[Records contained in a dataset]

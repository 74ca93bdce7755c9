//! Client for a remote vector store holding the training examples.
//!
//! Speaks the Chroma query API: the store embeds the query itself and
//! returns documents with distances. Every failure is reported as
//! [`RemoteUnavailable`] so the caller can fall back to the local index.

use serde::{Deserialize, Serialize};
use taskmatrix_embeddings::{SimilarityResult, distance_to_similarity, rank};
use tracing::debug;

use crate::config::RemoteConfig;
use crate::error::{RemoteUnavailable, Result};

#[derive(Debug, Serialize)]
struct QueryRequest<'a> {
    collection: &'a str,
    query_texts: [&'a str; 1],
    n_results: usize,
}

/// One result set per query text; both lists are aligned positionally.
#[derive(Debug, Deserialize)]
struct QueryResponse {
    documents: Vec<Vec<Option<String>>>,
    distances: Vec<Vec<Option<f32>>>,
}

/// Remote similarity index.
pub struct RemoteIndex {
    client: reqwest::Client,
    endpoint: String,
    collection: String,
}

impl RemoteIndex {
    /// Create a client; requests are bounded by the configured timeout.
    pub fn new(config: &RemoteConfig) -> Result<Self> {
        let client = reqwest::Client::builder()
            .timeout(config.timeout())
            .build()?;

        Ok(Self {
            client,
            endpoint: format!("{}/api/v1/query", config.base_url.trim_end_matches('/')),
            collection: config.collection.clone(),
        })
    }

    /// Endpoint queried by this client.
    pub fn endpoint(&self) -> &str {
        &self.endpoint
    }

    /// Find up to `k` stored examples scoring strictly above `min_score`.
    ///
    /// Distances become similarities via `1 / (1 + d)` and are ranked the
    /// same way as the local index.
    pub async fn query(
        &self,
        text: &str,
        k: usize,
        min_score: f32,
    ) -> std::result::Result<Vec<SimilarityResult>, RemoteUnavailable> {
        let request = QueryRequest {
            collection: &self.collection,
            query_texts: [text],
            n_results: k,
        };

        let response = self.client.post(&self.endpoint).json(&request).send().await?;

        let status = response.status();
        if !status.is_success() {
            return Err(RemoteUnavailable::Status(status.as_u16()));
        }

        let body = response.bytes().await?;
        let parsed: QueryResponse = serde_json::from_slice(&body)
            .map_err(|e| RemoteUnavailable::Malformed(e.to_string()))?;

        let candidates = to_candidates(parsed)?;
        let results = rank(candidates, k, min_score);
        debug!("Remote index matched {} examples", results.len());
        Ok(results)
    }
}

fn to_candidates(
    response: QueryResponse,
) -> std::result::Result<Vec<SimilarityResult>, RemoteUnavailable> {
    let (Some(documents), Some(distances)) = (
        response.documents.into_iter().next(),
        response.distances.into_iter().next(),
    ) else {
        return Err(RemoteUnavailable::Malformed("no result set".to_string()));
    };

    if documents.len() != distances.len() {
        return Err(RemoteUnavailable::Malformed(format!(
            "{} documents but {} distances",
            documents.len(),
            distances.len()
        )));
    }

    documents
        .into_iter()
        .zip(distances)
        .enumerate()
        .map(|(i, (document, distance))| {
            let document = document
                .ok_or_else(|| RemoteUnavailable::Malformed(format!("document {i} is null")))?;
            let distance = distance
                .filter(|d| d.is_finite() && *d >= 0.0)
                .ok_or_else(|| RemoteUnavailable::Malformed(format!("distance {i} is invalid")))?;
            Ok(SimilarityResult::new(document, distance_to_similarity(distance)))
        })
        .collect()
}

#[cfg(test)]
mod tests {
    use super::*;
    use pretty_assertions::assert_eq;
    use std::time::Duration;
    use wiremock::matchers::{body_json, method, path};
    use wiremock::{Mock, MockServer, ResponseTemplate};

    async fn index_for(server: &MockServer) -> RemoteIndex {
        RemoteIndex::new(&RemoteConfig::new(server.uri()).with_timeout(Duration::from_millis(200)))
            .unwrap()
    }

    async fn respond_with(template: ResponseTemplate) -> (MockServer, RemoteIndex) {
        let server = MockServer::start().await;
        Mock::given(method("POST"))
            .and(path("/api/v1/query"))
            .respond_with(template)
            .mount(&server)
            .await;
        let index = index_for(&server).await;
        (server, index)
    }

    #[tokio::test]
    async fn test_query_sends_collection_and_limit() {
        let server = MockServer::start().await;
        Mock::given(method("POST"))
            .and(path("/api/v1/query"))
            .and(body_json(serde_json::json!({
                "collection": "task_examples",
                "query_texts": ["server down"],
                "n_results": 5
            })))
            .respond_with(ResponseTemplate::new(200).set_body_json(serde_json::json!({
                "documents": [[]],
                "distances": [[]]
            })))
            .expect(1)
            .mount(&server)
            .await;

        let results = index_for(&server).await.query("server down", 5, 0.3).await;
        assert_eq!(results, Ok(Vec::new()));
    }

    #[tokio::test]
    async fn test_distances_become_ranked_similarities() {
        let (_server, index) = respond_with(ResponseTemplate::new(200).set_body_json(
            serde_json::json!({
                "documents": [["far", "exact", "near", "too far"]],
                "distances": [[1.0, 0.0, 0.25, 3.0]]
            }),
        ))
        .await;

        let results = index.query("anything", 5, 0.3).await.unwrap();
        assert_eq!(
            results,
            vec![
                SimilarityResult::new("exact", 1.0),
                SimilarityResult::new("near", 0.8),
                SimilarityResult::new("far", 0.5),
            ]
        );
    }

    #[tokio::test]
    async fn test_results_truncated_to_k() {
        let (_server, index) = respond_with(ResponseTemplate::new(200).set_body_json(
            serde_json::json!({
                "documents": [["a", "b", "c"]],
                "distances": [[0.1, 0.2, 0.3]]
            }),
        ))
        .await;

        let results = index.query("anything", 2, 0.3).await.unwrap();
        assert_eq!(results.len(), 2);
    }

    #[tokio::test]
    async fn test_error_status_is_unavailable() {
        let (_server, index) = respond_with(ResponseTemplate::new(503)).await;
        assert_eq!(
            index.query("anything", 5, 0.3).await,
            Err(RemoteUnavailable::Status(503))
        );
    }

    #[tokio::test]
    async fn test_missing_fields_are_malformed() {
        let (_server, index) = respond_with(
            ResponseTemplate::new(200).set_body_json(serde_json::json!({"documents": [["a"]]})),
        )
        .await;
        assert!(matches!(
            index.query("anything", 5, 0.3).await,
            Err(RemoteUnavailable::Malformed(_))
        ));
    }

    #[tokio::test]
    async fn test_non_json_body_is_malformed() {
        let (_server, index) =
            respond_with(ResponseTemplate::new(200).set_body_string("<html>oops</html>")).await;
        assert!(matches!(
            index.query("anything", 5, 0.3).await,
            Err(RemoteUnavailable::Malformed(_))
        ));
    }

    #[tokio::test]
    async fn test_misaligned_lists_are_malformed() {
        let (_server, index) = respond_with(ResponseTemplate::new(200).set_body_json(
            serde_json::json!({
                "documents": [["a", "b"]],
                "distances": [[0.1]]
            }),
        ))
        .await;
        assert!(matches!(
            index.query("anything", 5, 0.3).await,
            Err(RemoteUnavailable::Malformed(_))
        ));
    }

    #[tokio::test]
    async fn test_negative_distance_is_malformed() {
        let (_server, index) = respond_with(ResponseTemplate::new(200).set_body_json(
            serde_json::json!({
                "documents": [["a"]],
                "distances": [[-0.5]]
            }),
        ))
        .await;
        assert!(matches!(
            index.query("anything", 5, 0.3).await,
            Err(RemoteUnavailable::Malformed(_))
        ));
    }

    #[tokio::test]
    async fn test_slow_response_times_out() {
        let (_server, index) = respond_with(
            ResponseTemplate::new(200)
                .set_delay(Duration::from_secs(2))
                .set_body_json(serde_json::json!({"documents": [[]], "distances": [[]]})),
        )
        .await;
        assert_eq!(
            index.query("anything", 5, 0.3).await,
            Err(RemoteUnavailable::Timeout)
        );
    }

    #[tokio::test]
    async fn test_connection_refused_is_network_error() {
        // Grab a free port, then close it so nothing is listening there.
        let port = std::net::TcpListener::bind("127.0.0.1:0")
            .unwrap()
            .local_addr()
            .unwrap()
            .port();
        let config = RemoteConfig::new(format!("http://127.0.0.1:{port}"));
        let index = RemoteIndex::new(&config).unwrap();

        assert!(matches!(
            index.query("anything", 5, 0.3).await,
            Err(RemoteUnavailable::Network(_))
        ));
    }
}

#### [Activity]
Copy down every line of the entries containing the word "RemoteIndex".

#### [Answer for the task]
pub struct RemoteIndex {
impl RemoteIndex {
    async fn index_for(server: &MockServer) -> RemoteIndex {
        RemoteIndex::new(&RemoteConfig::new(server.uri()).with_timeout(Duration::from_millis(200)))
    async fn respond_with(template: ResponseTemplate) -> (MockServer, RemoteIndex) {
        let index = RemoteIndex::new(&config).unwrap();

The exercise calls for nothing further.